I'm still having a rough time of things, and want you all to know that although improvement is slowly coming it is being achieved.

But what I really want to do is have a serious talk concerning my Patreon page.

It's hard to really put into words, as I feel as though my writing ability has diminished somewhat alongside my mood over the past year, but this is the gist of it that I wish to articulate to all of you:

This Patreon page, and by extension, all of you patrons with your incredible support, have allowed me much freedom and liberty, which I am endlessly thankful for. This freedom has been both creative and otherwise on this crazy rollercoaster of a journey I continue to roll along the tracks of.

Throughout my life, I've suffered highs and lows, as all of us have, but Patreon has enabled me to seek some joy and a life outside of factory work (the work environment I was in for the bulk of my youth) and create some humble works that touched people's hearts in ways that I didn't expect. From 'The Last of the Kitsune' all the way to 'Requited Change' it has comforted and humbled me knowing that my works evoked so much feeling in everyone. Whether this be frustration at Amya's churlishness, the loss felt over your kitsune daughter(s), or the upset experienced over Ken's familial life falling apart, it did me good knowing that I was, for what felt like the first time in my life, being appreciated for my hard work.

I sincerely cannot thank you all enough for the opportunity that you gave me and continue to give.

But, the problem I found was that no matter how hard I worked I couldn't earn any sort of decent income. I know that this has been a consequence of my wavering mental health, but even when I was consistently working 10-14 hour days, even after giving up weekends I didn't make any sort of ends-meat. I had a major low point this year upon completing my tax return to find that I'd earned less than half of the UK minimum wage over the course of this past tax year.

It may seem shallow that I'm focussing on the fiduciary side of life, but I'm not ashamed to say that I'm a money-motivated individual and the cost of living within the UK is at an all-time high, at least in my lifetime. I wasn't too bothered about money at the outset but surviving is getting harder and the UK government won't help bridge the discrepancy between my earnings and minimum wage, at least not as a self-employed individual.

Please know that I'm not placing blame at anyone's feet other than my own; as I mentioned, my own mental health has been a barrier to releasing consistent content, and all of you have been more than understanding over the many mental health wobbles I've suffered over the past year or so and the moral and monetary support you have shown has blown me away.

SO AFTER WAFFLING ON THIS IS THE PLAN - TO CHANGE MY PATREON PAGE MODEL:

I'm still positive that I can turn this around and I'm not an e-beggar,  requesting money for nothing is not my style, it should be transactional. I've always thought that what you should earn is reflected by the effort you put in (I'm an idealist, sue me), so in fact, I'm doing the opposite of begging.

FROM THE 26th of NOVEMBER there shall be a new tier on my page entitled 'Miko'. This shall be both thematic and utilitarian.  The 'Miko' pledge shall give access to all content for free until I decide that I'm in a good place to keep charging for my content and have it released in a consistent manner.

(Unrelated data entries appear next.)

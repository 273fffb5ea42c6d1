use std::collections::HashMap;
use std::sync::Arc;
use std::time::Duration;

use chrono::{DateTime, Utc};
use serversee_config::{LogType, ServerConfig};
use tokio::sync::{Mutex, watch};
use tokio::task::JoinSet;
use tokio::time::{self, MissedTickBehavior};
use tokio_util::sync::CancellationToken;
use tracing::{debug, info, warn};

use crate::model::{ServerMetrics, ServerStatus};
use crate::service::StatusService;

/// Latest known state of one server.
#[derive(Debug, Clone)]
pub struct ServerSnapshot {
    /// The server's display name, which also keys the snapshot map.
    pub name: String,
    /// The error message when the last refresh failed.
    pub status: Result<ServerStatus, String>,
    pub metrics: Option<ServerMetrics>,
    pub refreshed_at: DateTime<Utc>,
}

impl ServerSnapshot {
    pub fn is_online(&self) -> bool {
        matches!(&self.status, Ok(status) if status.online)
    }
}

/// Keeps the snapshots of a set of servers fresh.
///
/// A server is refreshed by at most one task at a time; a refresh that comes
/// due while the previous one is still running is skipped.
pub struct Monitor {
    service: Arc<StatusService>,
    servers: Vec<ServerConfig>,
    locks: HashMap<String, Arc<Mutex<()>>>,
    snapshots: watch::Sender<HashMap<String, ServerSnapshot>>,
}

impl Monitor {
    pub fn new(service: Arc<StatusService>, servers: Vec<ServerConfig>) -> Self {
        let locks = servers
            .iter()
            .map(|server| (server.display_name().to_string(), Arc::new(Mutex::new(()))))
            .collect();
        let (snapshots, _) = watch::channel(HashMap::new());
        Self {
            service,
            servers,
            locks,
            snapshots,
        }
    }

    pub fn servers(&self) -> &[ServerConfig] {
        &self.servers
    }

    /// Receives the whole snapshot map after every refresh.
    pub fn subscribe(&self) -> watch::Receiver<HashMap<String, ServerSnapshot>> {
        self.snapshots.subscribe()
    }

    pub fn snapshots(&self) -> HashMap<String, ServerSnapshot> {
        self.snapshots.borrow().clone()
    }

    pub fn snapshot(&self, name: &str) -> Option<ServerSnapshot> {
        self.snapshots.borrow().get(name).cloned()
    }

    /// Refreshes one server. Returns `false` when a refresh of it is already
    /// running.
    pub async fn refresh(&self, server: &ServerConfig) -> bool {
        let name = server.display_name();
        let lock = match self.locks.get(name) {
            Some(lock) => lock.clone(),
            None => Arc::new(Mutex::new(())),
        };
        let Ok(_guard) = lock.try_lock() else {
            debug!(
                log_type = LogType::Monitor.as_str(),
                server = name,
                "Refresh already running, skipping"
            );
            return false;
        };

        let status = self
            .service
            .status(server)
            .await
            .map_err(|e| e.to_string());

        let metrics = match (&status, server.credential()) {
            (Ok(status), Some(_)) if status.online => self.service.metrics(server).await.ok(),
            _ => None,
        };

        if let Err(e) = &status {
            debug!(
                log_type = LogType::Monitor.as_str(),
                server = name,
                error = %e,
                "Server unreachable"
            );
        }

        let snapshot = ServerSnapshot {
            name: name.to_string(),
            status,
            metrics,
            refreshed_at: Utc::now(),
        };
        self.snapshots.send_modify(|snapshots| {
            snapshots.insert(name.to_string(), snapshot);
        });
        true
    }

    pub async fn refresh_all(&self) {
        let refreshes = self.servers.iter().map(|server| self.refresh(server));
        futures_util::future::join_all(refreshes).await;
    }

    /// Refreshes every server each `interval` until `cancel` fires.
    pub async fn run(self: Arc<Self>, interval: Duration, cancel: CancellationToken) {
        info!(
            log_type = LogType::Monitor.as_str(),
            servers = self.servers.len(),
            interval = ?interval,
            "Monitor started"
        );

        let mut ticker = time::interval(interval);
        ticker.set_missed_tick_behavior(MissedTickBehavior::Delay);
        let mut tasks = JoinSet::new();

        loop {
            tokio::select! {
                _ = cancel.cancelled() => break,
                _ = ticker.tick() => {
                    for index in 0..self.servers.len() {
                        let monitor = self.clone();
                        tasks.spawn(async move {
                            monitor.refresh(&monitor.servers[index]).await;
                        });
                    }
                }
            }

            while let Some(result) = tasks.try_join_next() {
                if let Err(e) = result {
                    warn!(
                        log_type = LogType::Monitor.as_str(),
                        error = %e,
                        "Refresh task failed"
                    );
                }
            }
        }

        tasks.shutdown().await;
        info!(log_type = LogType::Monitor.as_str(), "Monitor stopped");
    }
}
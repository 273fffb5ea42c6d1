pub mod bedrock;
pub mod java;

"But Mass" I hear you cry, "wouldn't that mean that you'll be earning less?".

And my answer is: Yes... maybe?

The primary idea in introducing this is to convey my thanks to current supporters but it also has a secondary goal of earning money, as I'll be aggressively advertising my content again across the World Wide Web. If people want to throw me a coin or two then they can still pledge on the existing tiers, as these won't be removed and shall be altered to offer the same perks as the 'Miko' one- universal access to my content.

I'm going for a scheme of drawing in a large number of supporters and hoping that some will like my content enough to stick around and/or donate to me. I'll also be making a 'Ko-Fi' and 'Subscribestar' account for those who don't want/ can't create a Patreon account- overall it'll be more avenues for income.

It's going to be an experiment, will more traffic make this idea work?

If anyone has any questions I'll respond to them over the weekend. For those who have messaged me and are yet to get a response; first of all, I'm sorry, second, I shall return any messages this weekend alongside the others.

Speak to you all over the weekend. Enjoy your Black Friday binge!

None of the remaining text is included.